[FFmpeg-devel] [PATCH] avcodec/aarch64: Access externs via GOT with PIC
Triang3l
triang3l at yandex.ru
Sun Jul 10 19:08:05 EEST 2022
Android, starting from version 6 (API level 23, from the year 2015),
requires all shared libraries to be position-independent, and refuses to
load shared libraries (which are the most common native binary type on
Android as in Android applications, native code is placed in shared
libraries accessed via the Java Native Interface) containing dynamic
relocations.
To support PIC, all AArch64 assembly code in FFmpeg uses the `movrel`
macro to obtain addresses of labels, such as lookup table constants, in
a way that with CONFIG_PIC being 1, PC-relative addresses of labels are
computed via the `adrp` instruction. This approach, however, is suitable
only for labels defined in the same object file. For `adrp` to work
directly between object files, the linker has to perform a text
relocation. And in my scenario (libavcodec being a static library linked
to a shared library, though I'm not sure if this is relevant), this
resulted in the following LLVM linker errors, making my application not
buildable for Android:
"relocation R_AARCH64_ADR_PREL_PG_HI21 cannot be used against symbol
ff_cos_32; recompile with -fPIC"
"can't create dynamic relocation R_AARCH64_ADD_ABS_LO12_NC against
symbol: ff_cos_32 in readonly segment; recompile object files with -fPIC
or pass '-Wl,-z,notext' to allow text relocations in the output"

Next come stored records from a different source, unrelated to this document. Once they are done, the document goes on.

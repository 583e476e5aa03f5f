//! Reconciliation reports

use chrono::{DateTime, Utc};
use serde::{Deserialize, Serialize};
use tracing::{info, warn};
use uuid::Uuid;

use crate::applier::OperationResult;
use crate::diff::{Operation, OperationKind};
use crate::identity::IdentityKey;

/// One record that could not be written
#[derive(Debug, Clone, PartialEq, Eq, Serialize, Deserialize)]
pub struct FailureDescriptor {
    pub key: IdentityKey,
    /// Operation that failed
    pub stage: OperationKind,
    pub reason: String,
}

/// Outcome of one reconciliation run
#[derive(Debug, Clone, PartialEq, Serialize, Deserialize)]
pub struct ReconciliationReport {
    pub run_id: Uuid,
    pub domain: String,
    pub started_at: DateTime<Utc>,
    pub finished_at: DateTime<Utc>,
    pub created: usize,
    pub updated: usize,
    pub deleted: usize,
    pub unchanged: usize,
    pub failed: usize,
    /// Local-only records kept because deletes are disabled
    #[serde(default)]
    pub retained: usize,
    /// Operations never attempted (cancellation or abort on first failure)
    #[serde(default)]
    pub skipped: usize,
    #[serde(default)]
    pub cancelled: bool,
    /// Failures in operation order
    pub failures: Vec<FailureDescriptor>,
}

impl ReconciliationReport {
    /// Nothing failed and nothing was left out
    pub fn is_clean(&self) -> bool {
        self.failed == 0 && self.skipped == 0 && !self.cancelled
    }

    /// Records written in this run
    pub fn applied(&self) -> usize {
        self.created + self.updated + self.deleted
    }

    pub fn summary(&self) -> String {
        let mut line = format!(
            "{}: {} created, {} updated, {} deleted, {} unchanged, {} failed",
            self.domain, self.created, self.updated, self.deleted, self.unchanged, self.failed
        );
        if self.retained > 0 {
            line.push_str(&format!(", {} retained", self.retained));
        }
        if self.skipped > 0 {
            line.push_str(&format!(", {} skipped", self.skipped));
        }
        if self.cancelled {
            line.push_str(" (cancelled)");
        }
        line
    }

    /// Emit the report as a structured log event
    pub fn log(&self) {
        if self.is_clean() {
            info!(
                run_id = %self.run_id,
                domain = %self.domain,
                created = self.created,
                updated = self.updated,
                deleted = self.deleted,
                unchanged = self.unchanged,
                "Reconciliation completed"
            );
        } else {
            warn!(
                run_id = %self.run_id,
                domain = %self.domain,
                created = self.created,
                updated = self.updated,
                deleted = self.deleted,
                unchanged = self.unchanged,
                failed = self.failed,
                skipped = self.skipped,
                cancelled = self.cancelled,
                "Reconciliation completed with problems"
            );
            for failure in &self.failures {
                warn!(
                    run_id = %self.run_id,
                    key = %failure.key,
                    stage = %failure.stage,
                    reason = %failure.reason,
                    "Record failed to reconcile"
                );
            }
        }
    }

    /// Convert to JSON string
    pub fn to_json(&self) -> Result<String, serde_json::Error> {
        serde_json::to_string_pretty(self)
    }

    /// Load from JSON string
    pub fn from_json(json: &str) -> Result<Self, serde_json::Error> {
        serde_json::from_str(json)
    }
}

/// Folds operation outcomes into a report
#[derive(Debug, Clone)]
pub struct Reporter {
    run_id: Uuid,
    domain: String,
    started_at: DateTime<Utc>,
}

impl Reporter {
    pub fn new(run_id: Uuid, domain: impl Into<String>, started_at: DateTime<Utc>) -> Self {
        Self {
            run_id,
            domain: domain.into(),
            started_at,
        }
    }

    /// Aggregate outcomes, given in operation order.
    ///
    /// Kind counters only count applied operations; failures are counted
    /// once in `failed` and described in `failures`. `unchanged` comes
    /// straight from the plan.
    pub fn summarize<'a, I>(&self, outcomes: I, unchanged: usize) -> ReconciliationReport
    where
        I: IntoIterator<Item = (&'a Operation, &'a OperationResult)>,
    {
        let mut report = ReconciliationReport {
            run_id: self.run_id,
            domain: self.domain.clone(),
            started_at: self.started_at,
            finished_at: Utc::now(),
            created: 0,
            updated: 0,
            deleted: 0,
            unchanged,
            failed: 0,
            retained: 0,
            skipped: 0,
            cancelled: false,
            failures: Vec::new(),
        };

        for (operation, result) in outcomes {
            match result {
                OperationResult::Applied(_) => match operation.kind() {
                    OperationKind::Create => report.created += 1,
                    OperationKind::Update => report.updated += 1,
                    OperationKind::Delete => report.deleted += 1,
                },
                OperationResult::Failed(reason) => {
                    report.failed += 1;
                    report.failures.push(FailureDescriptor {
                        key: operation.key().clone(),
                        stage: operation.kind(),
                        reason: reason.clone(),
                    });
                }
            }
        }

        report
    }
}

This commit brings the solution that is already implemented in FFmpeg on
AArch32 to AArch64 - a separate macro, `movrelx`, which emits
instructions for computing the address of an external label through the
Global Object Table (GOT).
The same targets as `movrel` is implemented for are covered by this
commit. For Apple targets, the instruction sequence is the one that is
generated for referencing an extern variable in C code by Clang for the
`aarch64-apple-darwin` target triple. For other targets (Linux), this is
the sequence emitted by Clang for the `aarch64-unknown-linux-gnu`
target, by GCC, and specified in the "Assembly expressions" section of
the Arm Compiler Reference Guide. The hardware-assisted AddressSanitizer
has no effect on the sequence - Clang generates the same `:got:` and
`:got_lo12:` addressing regardless of whether `-fsanitize=hwaddress` is
used. Windows has no concept of PIC, and Windows builds should be done
with CONFIG_PIC being 0, so it doesn't need to be handled.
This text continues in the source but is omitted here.